*** Extracted material ***
use anyhow::{Context, Result};
use serde::{Deserialize, Serialize};
use std::collections::HashMap;
use std::path::Path;
use tracing_appender::non_blocking::WorkerGuard;
use tracing_subscriber::{fmt, layer::SubscriberExt, util::SubscriberInitExt, EnvFilter};

/// Logging configuration for the proxy binary
#[derive(Debug, Clone, Serialize, Deserialize)]
#[serde(default)]
pub struct LoggingConfig {
    /// Log level (trace, debug, info, warn, error)
    pub level: String,

    /// Whether to enable JSON formatted logs
    pub json_format: bool,

    /// Whether to include file and line number information
    pub include_file_info: bool,

    /// Whether to enable colored output (only for non-JSON format)
    pub enable_colors: bool,

    /// Log file path (optional, if None logs only to stdout). Rotated daily.
    pub log_file: Option<String>,

    /// Module-specific log levels
    pub module_levels: HashMap<String, String>,
}

impl Default for LoggingConfig {
    fn default() -> Self {
        let mut module_levels = HashMap::new();
        module_levels.insert("replay_proxy_core".to_string(), "info".to_string());
        module_levels.insert("hudsucker".to_string(), "warn".to_string());
        module_levels.insert("hyper".to_string(), "warn".to_string());
        module_levels.insert("rustls".to_string(), "warn".to_string());

        Self {
            level: "info".to_string(),
            json_format: false,
            include_file_info: false,
            enable_colors: true,
            log_file: None,
            module_levels,
        }
    }
}

impl LoggingConfig {
    /// The filter described by this config. `RUST_LOG`, when set, wins.
    pub fn filter(&self) -> Result<EnvFilter> {
        if let Ok(filter) = EnvFilter::try_from_default_env() {
            return Ok(filter);
        }

        let mut filter = EnvFilter::try_new(&self.level)
            .with_context(|| format!("Invalid log level {:?}", self.level))?;
        for (module, level) in &self.module_levels {
            let directive = format!("{}={}", module, level);
            filter = filter.add_directive(
                directive
                    .parse()
                    .with_context(|| format!("Invalid log directive {:?}", directive))?,
            );
        }
        Ok(filter)
    }
}

/// Initialize logging based on the provided configuration.
///
/// The returned guard flushes the log file on drop and must live as long as the process.
pub fn init_logging(config: &LoggingConfig) -> Result<Option<WorkerGuard>> {
    let filter = config.filter()?;

    let (file_layer, guard) = match &config.log_file {
        Some(log_file) => {
            let (writer, guard) = tracing_appender::non_blocking(create_file_appender(log_file)?);
            let layer = fmt::layer().with_writer(writer).with_ansi(false);
            (Some(layer), Some(guard))
        }
        None => (None, None),
    };
    let json_layer = config.json_format.then(|| {
        fmt::layer()
            .json()
            .with_file(config.include_file_info)
            .with_line_number(config.include_file_info)
    });
    let text_layer = (!config.json_format).then(|| {
        fmt::layer()
            .with_target(true)
            .with_file(config.include_file_info)
            .with_line_number(config.include_file_info)
            .with_ansi(config.enable_colors)
    });

    // Try to initialize logging, ignore if already initialized
    let result = tracing_subscriber::registry()
        .with(filter)
        .with(json_layer)
        .with(text_layer)
        .with(file_layer)
        .try_init();

    match result {
        Ok(_) => tracing::info!("Logging initialized with config level: {}", config.level),
        Err(_) => tracing::debug!("Logging already initialized, skipping"),
    }

    Ok(guard)
}

fn create_file_appender(log_file: &str) -> Result<tracing_appender::rolling::RollingFileAppender> {
    let log_path = Path::new(log_file);
    let directory = match log_path.parent() {
        Some(dir) if !dir.as_os_str().is_empty() => dir,
        _ => Path::new("."),
    };
    let filename = log_path
        .file_name()
        .with_context(|| format!("Invalid log file name {:?}", log_file))?;

    std::fs::create_dir_all(directory)
        .with_context(|| format!("Failed to create log directory {}", directory.display()))?;

    Ok(tracing_appender::rolling::daily(directory, filename))
}

/// Log level utilities
pub mod levels {
    /// Check if a log level string is valid
    pub fn is_valid_level(level: &str) -> bool {
        matches!(
            level.to_lowercase().as_str(),
            "trace" | "debug" | "info" | "warn" | "error"
        )
    }
}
*** End of Extracted material ***
Problem — Every line of the data must be reproduced exactly.

Completed exercise —
use anyhow::{Context, Result};
use serde::{Deserialize, Serialize};
use std::collections::HashMap;
use std::path::Path;
use tracing_appender::non_blocking::WorkerGuard;
use tracing_subscriber::{fmt, layer::SubscriberExt, util::SubscriberInitExt, EnvFilter};

/// Logging configuration for the proxy binary
#[derive(Debug, Clone, Serialize, Deserialize)]
#[serde(default)]
pub struct LoggingConfig {
    /// Log level (trace, debug, info, warn, error)
    pub level: String,

    /// Whether to enable JSON formatted logs
    pub json_format: bool,

    /// Whether to include file and line number information
    pub include_file_info: bool,

    /// Whether to enable colored output (only for non-JSON format)
    pub enable_colors: bool,

    /// Log file path (optional, if None logs only to stdout). Rotated daily.
    pub log_file: Option<String>,

    /// Module-specific log levels
    pub module_levels: HashMap<String, String>,
}

impl Default for LoggingConfig {
    fn default() -> Self {
        let mut module_levels = HashMap::new();
        module_levels.insert("replay_proxy_core".to_string(), "info".to_string());
        module_levels.insert("hudsucker".to_string(), "warn".to_string());
        module_levels.insert("hyper".to_string(), "warn".to_string());
        module_levels.insert("rustls".to_string(), "warn".to_string());

        Self {
            level: "info".to_string(),
            json_format: false,
            include_file_info: false,
            enable_colors: true,
            log_file: None,
            module_levels,
        }
    }
}

impl LoggingConfig {
    /// The filter described by this config. `RUST_LOG`, when set, wins.
    pub fn filter(&self) -> Result<EnvFilter> {
        if let Ok(filter) = EnvFilter::try_from_default_env() {
            return Ok(filter);
        }

        let mut filter = EnvFilter::try_new(&self.level)
            .with_context(|| format!("Invalid log level {:?}", self.level))?;
        for (module, level) in &self.module_levels {
            let directive = format!("{}={}", module, level);
            filter = filter.add_directive(
                directive
                    .parse()
                    .with_context(|| format!("Invalid log directive {:?}", directive))?,
            );
        }
        Ok(filter)
    }
}

/// Initialize logging based on the provided configuration.
///
/// The returned guard flushes the log file on drop and must live as long as the process.
pub fn init_logging(config: &LoggingConfig) -> Result<Option<WorkerGuard>> {
    let filter = config.filter()?;

    let (file_layer, guard) = match &config.log_file {
        Some(log_file) => {
            let (writer, guard) = tracing_appender::non_blocking(create_file_appender(log_file)?);
            let layer = fmt::layer().with_writer(writer).with_ansi(false);
            (Some(layer), Some(guard))
        }
        None => (None, None),
    };
    let json_layer = config.json_format.then(|| {
        fmt::layer()
            .json()
            .with_file(config.include_file_info)
            .with_line_number(config.include_file_info)
    });
    let text_layer = (!config.json_format).then(|| {
        fmt::layer()
            .with_target(true)
            .with_file(config.include_file_info)
            .with_line_number(config.include_file_info)
            .with_ansi(config.enable_colors)
    });

    // Try to initialize logging, ignore if already initialized
    let result = tracing_subscriber::registry()
        .with(filter)
        .with(json_layer)
        .with(text_layer)
        .with(file_layer)
        .try_init();

    match result {
        Ok(_) => tracing::info!("Logging initialized with config level: {}", config.level),
        Err(_) => tracing::debug!("Logging already initialized, skipping"),
    }

    Ok(guard)
}

fn create_file_appender(log_file: &str) -> Result<tracing_appender::rolling::RollingFileAppender> {
    let log_path = Path::new(log_file);
    let directory = match log_path.parent() {
        Some(dir) if !dir.as_os_str().is_empty() => dir,
        _ => Path::new("."),
    };
    let filename = log_path
        .file_name()
        .with_context(|| format!("Invalid log file name {:?}", log_file))?;

    std::fs::create_dir_all(directory)
        .with_context(|| format!("Failed to create log directory {}", directory.display()))?;

    Ok(tracing_appender::rolling::daily(directory, filename))
}

/// Log level utilities
pub mod levels {
    /// Check if a log level string is valid
    pub fn is_valid_level(level: &str) -> bool {
        matches!(
            level.to_lowercase().as_str(),
            "trace" | "debug" | "info" | "warn" | "error"
        )
    }
}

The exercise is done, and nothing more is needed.